Focus on the learning part of the process and iteratively getting better. The
goal here is to build your self-efficacy in your ability to keep learning and
growing and that your identity isn't tied up in being "wow". Pursuit of a
learning activity outside your normal venues will give you something to draw
on when you're down in other areas "this kinda sucks right now, but it's like
<X>. I'm getting better even when it's meh." Go find something you can get
iteratively better at (other than programming) and don't give up.

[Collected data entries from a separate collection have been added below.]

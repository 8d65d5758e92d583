//! PDF serialization of a laid-out [`Document`].

use crate::error::{AsktubeError, Result};
use crate::render::{Document, Page, FONT_BOLD, FONT_REGULAR};
use lopdf::content::{Content, Operation};
use lopdf::{dictionary, Object, ObjectId, Stream};
use std::io::Cursor;
use tracing::debug;

pub const PDF_MIME: &str = "application/pdf";

/// Resource name for each font used by the layout.
fn font_resource(font: &str) -> Result<&'static str> {
    match font {
        FONT_REGULAR => Ok("F1"),
        FONT_BOLD => Ok("F2"),
        other => Err(AsktubeError::Rendering(format!(
            "Font '{}' is not embedded",
            other
        ))),
    }
}

/// Map text onto WinAnsi bytes; characters WinAnsi lacks become `?`.
fn encode_win_ansi(text: &str) -> Vec<u8> {
    text.chars()
        .map(|c| match c as u32 {
            cp @ (0x20..=0x7e | 0xa0..=0xff) => cp as u8,
            _ => win_ansi_extra(c).unwrap_or(b'?'),
        })
        .collect()
}

/// The 0x80..=0x9F block, where WinAnsi departs from Latin-1.
fn win_ansi_extra(c: char) -> Option<u8> {
    let byte = match c {
        '€' => 0x80,
        '‚' => 0x82,
        'ƒ' => 0x83,
        '„' => 0x84,
        '…' => 0x85,
        '†' => 0x86,
        '‡' => 0x87,
        'ˆ' => 0x88,
        '‰' => 0x89,
        'Š' => 0x8a,
        '‹' => 0x8b,
        'Œ' => 0x8c,
        'Ž' => 0x8e,
        '‘' => 0x91,
        '’' => 0x92,
        '“' => 0x93,
        '”' => 0x94,
        '•' => 0x95,
        '–' => 0x96,
        '—' => 0x97,
        '˜' => 0x98,
        '™' => 0x99,
        'š' => 0x9a,
        '›' => 0x9b,
        'œ' => 0x9c,
        'ž' => 0x9e,
        'Ÿ' => 0x9f,
        _ => return None,
    };
    Some(byte)
}

fn point(value: f32) -> Object {
    Object::Integer(value.round() as i64)
}

fn page_content(page: &Page) -> Result<Vec<u8>> {
    let mut operations = Vec::with_capacity(page.lines.len() * 5);
    // Font state does not carry over between pages.
    let mut active: Option<(&str, f32)> = None;

    for line in &page.lines {
        operations.push(Operation::new("BT", vec![]));
        if active != Some((line.font, line.size)) {
            let name = font_resource(line.font)?;
            operations.push(Operation::new(
                "Tf",
                vec![Object::Name(name.as_bytes().to_vec()), point(line.size)],
            ));
            active = Some((line.font, line.size));
        }
        operations.push(Operation::new("Td", vec![point(line.x), point(line.y)]));
        operations.push(Operation::new(
            "Tj",
            vec![Object::string_literal(encode_win_ansi(&line.text))],
        ));
        operations.push(Operation::new("ET", vec![]));
    }

    Content { operations }
        .encode()
        .map_err(|e| AsktubeError::Rendering(format!("Failed to encode page content: {}", e)))
}

fn font_dictionary(base_font: &str) -> lopdf::Dictionary {
    dictionary! {
        "Type" => "Font",
        "Subtype" => "Type1",
        "BaseFont" => Object::Name(base_font.as_bytes().to_vec()),
        "Encoding" => "WinAnsiEncoding",
    }
}

/// Serialize the document to PDF bytes, returned with the read position at 0.
pub fn write_pdf(document: &Document) -> Result<Cursor<Vec<u8>>> {
    let mut doc = lopdf::Document::with_version("1.5");
    let pages_id = doc.new_object_id();

    let regular_id = doc.add_object(font_dictionary(FONT_REGULAR));
    let bold_id = doc.add_object(font_dictionary(FONT_BOLD));
    let resources_id = doc.add_object(dictionary! {
        "Font" => dictionary! {
            "F1" => regular_id,
            "F2" => bold_id,
        },
    });

    let mut kids: Vec<Object> = Vec::with_capacity(document.pages.len());
    for page in &document.pages {
        let content_id = doc.add_object(Stream::new(dictionary! {}, page_content(page)?));
        let page_id: ObjectId = doc.add_object(dictionary! {
            "Type" => "Page",
            "Parent" => pages_id,
            "Contents" => content_id,
        });
        kids.push(Object::Reference(page_id));
    }

    let pages = dictionary! {
        "Type" => "Pages",
        "Kids" => kids,
        "Count" => Object::Integer(document.pages.len() as i64),
        "Resources" => resources_id,
        "MediaBox" => vec![point(0.0), point(0.0), point(document.width), point(document.height)],
    };
    doc.objects.insert(pages_id, Object::Dictionary(pages));

    let catalog_id = doc.add_object(dictionary! {
        "Type" => "Catalog",
        "Pages" => pages_id,
    });
    doc.trailer.set("Root", catalog_id);
    doc.compress();

    let mut buffer = Cursor::new(Vec::new());
    doc.save_to(&mut buffer)
        .map_err(|e| AsktubeError::Rendering(format!("Failed to write PDF: {}", e)))?;
    buffer.set_position(0);

    debug!(
        "Wrote {} page PDF ({} bytes)",
        document.pages.len(),
        buffer.get_ref().len()
    );
    Ok(buffer)
}
use serde::{Deserialize, Serialize};

/// One partial summary shown as a numbered list entry.
#[derive(Debug, Clone, PartialEq, Eq, Serialize, Deserialize)]
pub struct BulletItem {
    /// 1-based position.
    pub ordinal: usize,
    pub text: String,
}

#[derive(Debug, Clone, PartialEq, Eq, Default, Serialize, Deserialize)]
pub struct Aggregate {
    pub final_summary: String,
    pub bullets: Vec<BulletItem>,
}

/// Join partial summaries into the final summary and a parallel bullet list.
///
/// No text is altered: partials are joined with a single space, in order.
pub fn aggregate(partials: &[String]) -> Aggregate {
    Aggregate {
        final_summary: partials.join(" "),
        bullets: partials
            .iter()
            .enumerate()
            .map(|(i, text)| BulletItem {
                ordinal: i + 1,
                text: text.clone(),
            })
            .collect(),
    }
}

Third, to reiterate what a lot of other people have said, you aren't your
work. Straight up. To paraphrase some of the best advice I've ever heard: A
small percentage of projects/things/days will be amazing, you'll be at the top
of the world and feel fantastic. Some percentage of projects/things/days will
be terrible and you'll feel it. Something will feel off and you'll know it,
and that's ok. Identify what's off and see if you can go about fixing it next
time. It's OK, they happen. Finally, the majority of projects/things/days will
be Ok. Not fantastic, not terrible and that's just fine too. Don't flog
yourself if your projects don't turn out amazing. Not every project will be
the bomb diggity now, or later on professionally and that's ok. Some websites
will be amazing, some websites will be ok, and that's just fine. You're going
to learn things by doing each one and we tend to learn a lot more from our
failures than our successes.

I will say this, it's not easy to change your mind set. You can't snap your
fingers and voila new mindset. It doesn't work that way, never has, never
will. Rather, you need to be deliberate about it. The best way to go about
doing this is to set short term goals that are specific, measurable, and
attainable focused on learning. I.E. This week I will read 10 pages about <X>
technology and implement a mini-test program for it. Keep doing this over and
over. The emphasis here is on the process of learning rather than the outcome.
The mini-test program could crap out, but you'll learn more by fixing it
rather than getting it right the first time. Pursuing this will also expose
you to the idea of building mastery through continual learning rather than
building projects other people find awesome. Also keep a learning journal--it
can be as easy as a text file with dates and record what you did, what worked,
what didn't work, and what you learned going forward. Over time, this process
will help reorient your way of thinking towards one of continual learning and
building mastery rather than trying to always build an awesome project
everyone praises. People are fickle, you can please some of the people some of
the time, but you can't please all the people all the time. However, you have
the power to make yourself better. Focus on that.

If you want more scientific information, go read up on implicit theories of
intelligence and ability and goal orientation
([https://scholar.google.com/scholar?hl=en&q=implicit+theories...](https://scholar.google.com/scholar?hl=en&q=implicit+theories+of+intelligence&btnG=&as_sdt=1%2C47&as_sdtp=))
and pay attention to a lot of the work by Caroline Dweck. She's the mother of
implicit theory research. In psychology terms, so you know what you're looking
at, you are expressing a performance goal orientation (measuring self compared
to others, feel down when you don't think you add up). What you want to pay
attention to is the discussion of a malleable or incremental theory of
intelligence/ability.

------
jacknews
I don't mean to be rude, but this is a bullshit perspective and a direct
result of the very American imperative of "winner takes all", or "second best
is nowhere", etc.

Dump the computer and travel outside the USA for a few months to a year, and
you might catch a glimpse of life as it really is.

Life (in general, including professional life, BTW) is all about the
connections you make with other people, not your kaggle/topcoder/etc ranking.